■ **Exercise objective**: Would you please transcribe the records below from the line with "assert_eq!(machine.remaining_seconds(), Some(0));" through their final line, exactly and with no other lines?

■ **Collected data**:
################

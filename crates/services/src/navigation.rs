use shapeville_core::model::ActivityKind;

/// A destructive navigation waiting for the user's confirmation.
#[derive(Debug, Clone, Copy, PartialEq, Eq)]
pub struct LeaveRequest {
    pub activity: ActivityKind,
    pub destination: Destination,
}

/// Where the user is trying to go.
#[derive(Debug, Clone, Copy, PartialEq, Eq)]
pub enum Destination {
    Home,
    Activity(ActivityKind),
}

impl LeaveRequest {
    #[must_use]
    pub fn message(&self) -> String {
        let target = match self.destination {
            Destination::Home => "return to the home page".to_string(),
            Destination::Activity(kind) => format!("switch to {}", kind.title()),
        };
        format!("Are you sure you want to {target}? Your current progress will be lost.")
    }
}

/// Modal confirmation collaborator.
///
/// Asked before abandoning a problem that is still in progress.
pub trait ConfirmNavigation {
    fn confirm(&self, request: &LeaveRequest) -> bool;
}

impl<F> ConfirmNavigation for F
where
    F: Fn(&LeaveRequest) -> bool,
{
    fn confirm(&self, request: &LeaveRequest) -> bool {
        self(request)
    }
}

/// Confirms every request.
#[derive(Debug, Clone, Copy, Default)]
pub struct AlwaysConfirm;

impl ConfirmNavigation for AlwaysConfirm {
    fn confirm(&self, _request: &LeaveRequest) -> bool {
        true
    }
}
use shapeville_core::catalog::find_shape;
use shapeville_core::model::{
    ActivityKind, ActivityMode, AttemptOutcome, ItemId, PointTiers, PolygonFamily, PolygonShape,
    Problem, ProblemParams, Settlement, TutorSettings,
};
use shapeville_core::time::fixed_clock;
use shapeville_core::validator::InputError;
use services::{
    ActivityError, ActivityIntent, DispatchOutcome, LedgerHandle, Phase, TaskMachine, TickOutcome,
};

fn machine(kind: ActivityKind) -> (TaskMachine, LedgerHandle) {
    let ledger = LedgerHandle::new(fixed_clock());
    let settings = TutorSettings::default().with_seed(21);
    (TaskMachine::new(kind, &settings, ledger.clone()), ledger)
}

fn polygon(shape: PolygonShape, time_limit_secs: u32) -> Problem {
    Problem::new(
        ProblemParams::Polygon(shape),
        PointTiers::STANDARD,
        time_limit_secs,
    )
}

const RECTANGLE: PolygonShape = PolygonShape::Rectangle {
    length: 5,
    width: 4,
};

#[test]
fn rectangle_first_try_earns_three_points() {
    let (mut machine, ledger) = machine(ActivityKind::PolygonArea);
    machine.start_prepared(polygon(RECTANGLE, 180)).unwrap();

    let outcome = machine.submit_answer("20").unwrap();

    assert_eq!(outcome, AttemptOutcome::Correct { points: 3 });
    assert_eq!(
        machine.phase(),
        Phase::Settled(Settlement::Correct { points: 3 })
    );
    assert_eq!(ledger.snapshot().unwrap().score, 3);
    assert!(machine.progress().contains(&ItemId::new("Rectangle")));
    assert_eq!(
        machine.feedback().unwrap().message,
        "Great job! You earned 3 points!"
    );
}

#[test]
fn triangle_area_is_half_base_times_height() {
    let (mut machine, ledger) = machine(ActivityKind::PolygonArea);
    machine
        .start_prepared(polygon(PolygonShape::Triangle { base: 6, height: 4 }, 180))
        .unwrap();

    assert_eq!(machine.submit_answer("13").unwrap(), AttemptOutcome::IncorrectRetry { remaining: 2 });
    assert_eq!(machine.submit_answer("12.0").unwrap(), AttemptOutcome::Correct { points: 2 });
    assert_eq!(ledger.snapshot().unwrap().score, 2);
}

#[test]
fn three_wrong_answers_exhaust_with_zero_points() {
    let (mut machine, ledger) = machine(ActivityKind::PolygonArea);
    machine.start_prepared(polygon(RECTANGLE, 180)).unwrap();

    machine.submit_answer("1").unwrap();
    machine.submit_answer("2").unwrap();
    let outcome = machine.submit_answer("3").unwrap();

    assert_eq!(outcome, AttemptOutcome::IncorrectExhausted);
    assert_eq!(machine.phase(), Phase::Settled(Settlement::Exhausted));
    assert_eq!(machine.attempts().unwrap().used(), 3);
    assert_eq!(ledger.snapshot().unwrap().score, 0);
    assert!(!machine.progress().contains(&ItemId::new("Rectangle")));

    let snapshot = machine.snapshot();
    assert_eq!(
        snapshot.solution.as_deref(),
        Some("Area = length × width = 5 × 4 = 20.00 cm²")
    );
    assert!(snapshot.controls.next);
    assert!(!snapshot.controls.submit);
    assert!(matches!(
        machine.submit_answer("20"),
        Err(ActivityError::NotInProgress)
    ));
    assert_eq!(ledger.history().unwrap().len(), 1);
}

#[test]
fn non_numeric_input_keeps_attempts_and_timer() {
    let (mut machine, _) = machine(ActivityKind::PolygonArea);
    machine.start_prepared(polygon(RECTANGLE, 180)).unwrap();
    machine.tick().unwrap();

    let err = machine.submit_answer("  ").unwrap_err();

    assert!(matches!(
        err,
        ActivityError::Input(InputError::InvalidNumeric { .. })
    ));
    assert_eq!(machine.attempts().unwrap().remaining(), 3);
    assert_eq!(machine.remaining_seconds(), Some(179));
    assert_eq!(machine.tick().unwrap(), TickOutcome::Running { remaining: 178 });
}

#[test]
fn angle_classifications_accept_labels() {
    for (degrees, label) in [(95, "Obtuse"), (90, "Right"), (270, "Reflex"), (40, "acute")] {
        let (mut machine, ledger) = machine(ActivityKind::AngleClassification);
        machine
            .start_prepared(Problem::new(
                ProblemParams::Angle { degrees },
                PointTiers::STANDARD,
                180,
            ))
            .unwrap();
        assert_eq!(
            machine.submit_answer(label).unwrap(),
            AttemptOutcome::Correct { points: 3 },
            "{degrees}° should be {label}"
        );
        assert_eq!(ledger.snapshot().unwrap().score, 3);
    }
}

#[test]
fn shape_names_ignore_case() {
    let (mut machine, ledger) = machine(ActivityKind::ShapeRecognition);
    machine
        .start_prepared(Problem::new(
            ProblemParams::Shape(find_shape("circle").unwrap()),
            PointTiers::STANDARD,
            180,
        ))
        .unwrap();

    assert_eq!(
        machine.submit_answer("Circle").unwrap(),
        AttemptOutcome::Correct { points: 3 }
    );
    assert_eq!(ledger.snapshot().unwrap().score, 3);
}

#[test]
fn sector_one_pays_bonus_points() {
    let (mut machine, ledger) = machine(ActivityKind::SectorArea);
    machine.enter().unwrap();
    machine.start_activity(ActivityMode::Sector(Some(1))).unwrap();

    assert_eq!(machine.remaining_seconds(), Some(300));
    assert_eq!(
        machine.submit_answer("50.24").unwrap(),
        AttemptOutcome::Correct { points: 6 }
    );
    assert_eq!(ledger.snapshot().unwrap().score, 6);
    assert_eq!(
        machine.request_reveal().unwrap(),
        "Area = π×r²×(θ/360) = 3.14×8.0²×(90/360) = 50.24"
    );
}

#[test]
fn expiry_settles_with_zero_points() {
    let (mut machine, ledger) = machine(ActivityKind::PolygonArea);
    machine.enter().unwrap();
    machine
        .start_activity(ActivityMode::Polygon(Some(PolygonFamily::Triangle)))
        .unwrap();

    for expected in (1..180).rev() {
        assert_eq!(
            machine.tick().unwrap(),
            TickOutcome::Running {
                remaining: expected
            }
        );
    }
    assert_eq!(machine.tick().unwrap(), TickOutcome::Expired);

    assert_eq!(machine.phase(), Phase::Settled(Settlement::Expired));
    assert_eq!(machine.remaining_seconds(), Some(0));
    assert_eq!(ledger.snapshot().unwrap().score, 0);
    let feedback = machine.feedback().unwrap();
    assert!(feedback.message.starts_with("Time's up! Area = (base × height) ÷ 2"));
    assert_eq!(machine.tick().unwrap(), TickOutcome::Ignored);
}

#[test]
fn timer_wins_a_tie_with_a_correct_answer() {
    let (mut machine, ledger) = machine(ActivityKind::PolygonArea);
    machine.start_prepared(polygon(RECTANGLE, 1)).unwrap();

    let results = machine.dispatch_cycle([
        ActivityIntent::Submit("20".to_string()),
        ActivityIntent::Tick,
    ]);

    assert!(matches!(
        results[0],
        Ok(DispatchOutcome::Ticked(TickOutcome::Expired))
    ));
    assert!(matches!(results[1], Err(ActivityError::NotInProgress)));
    assert_eq!(machine.phase(), Phase::Settled(Settlement::Expired));
    assert_eq!(ledger.snapshot().unwrap().score, 0);
}

#[test]
fn stale_ticks_do_not_touch_the_next_problem() {
    let (mut machine, _) = machine(ActivityKind::CompositeArea);
    machine.enter().unwrap();
    let first = machine.start_activity(ActivityMode::Composite(None)).unwrap();
    machine.submit_answer("0").unwrap();
    machine.submit_answer("0").unwrap();
    machine.submit_answer("0").unwrap();

    let DispatchOutcome::Advanced(_) = machine.dispatch(ActivityIntent::Next).unwrap() else {
        panic!("expected to advance");
    };
    let second = machine.ticket().unwrap();
    assert_ne!(first, second);

    assert_eq!(
        machine.dispatch(ActivityIntent::TimerTick(first)).unwrap(),
        DispatchOutcome::Ticked(TickOutcome::Ignored)
    );
    assert_eq!(machine.remaining_seconds(), Some(300));
}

################

■ **Response to the task**:
    assert_eq!(machine.remaining_seconds(), Some(0));
    assert_eq!(ledger.snapshot().unwrap().score, 0);
    let feedback = machine.feedback().unwrap();
    assert!(feedback.message.starts_with("Time's up! Area = (base × height) ÷ 2"));
    assert_eq!(machine.tick().unwrap(), TickOutcome::Ignored);
}

#[test]
fn timer_wins_a_tie_with_a_correct_answer() {
    let (mut machine, ledger) = machine(ActivityKind::PolygonArea);
    machine.start_prepared(polygon(RECTANGLE, 1)).unwrap();

    let results = machine.dispatch_cycle([
        ActivityIntent::Submit("20".to_string()),
        ActivityIntent::Tick,
    ]);

    assert!(matches!(
        results[0],
        Ok(DispatchOutcome::Ticked(TickOutcome::Expired))
    ));
    assert!(matches!(results[1], Err(ActivityError::NotInProgress)));
    assert_eq!(machine.phase(), Phase::Settled(Settlement::Expired));
    assert_eq!(ledger.snapshot().unwrap().score, 0);
}

#[test]
fn stale_ticks_do_not_touch_the_next_problem() {
    let (mut machine, _) = machine(ActivityKind::CompositeArea);
    machine.enter().unwrap();
    let first = machine.start_activity(ActivityMode::Composite(None)).unwrap();
    machine.submit_answer("0").unwrap();
    machine.submit_answer("0").unwrap();
    machine.submit_answer("0").unwrap();

    let DispatchOutcome::Advanced(_) = machine.dispatch(ActivityIntent::Next).unwrap() else {
        panic!("expected to advance");
    };
    let second = machine.ticket().unwrap();
    assert_ne!(first, second);

    assert_eq!(
        machine.dispatch(ActivityIntent::TimerTick(first)).unwrap(),
        DispatchOutcome::Ticked(TickOutcome::Ignored)
    );
    assert_eq!(machine.remaining_seconds(), Some(300));
}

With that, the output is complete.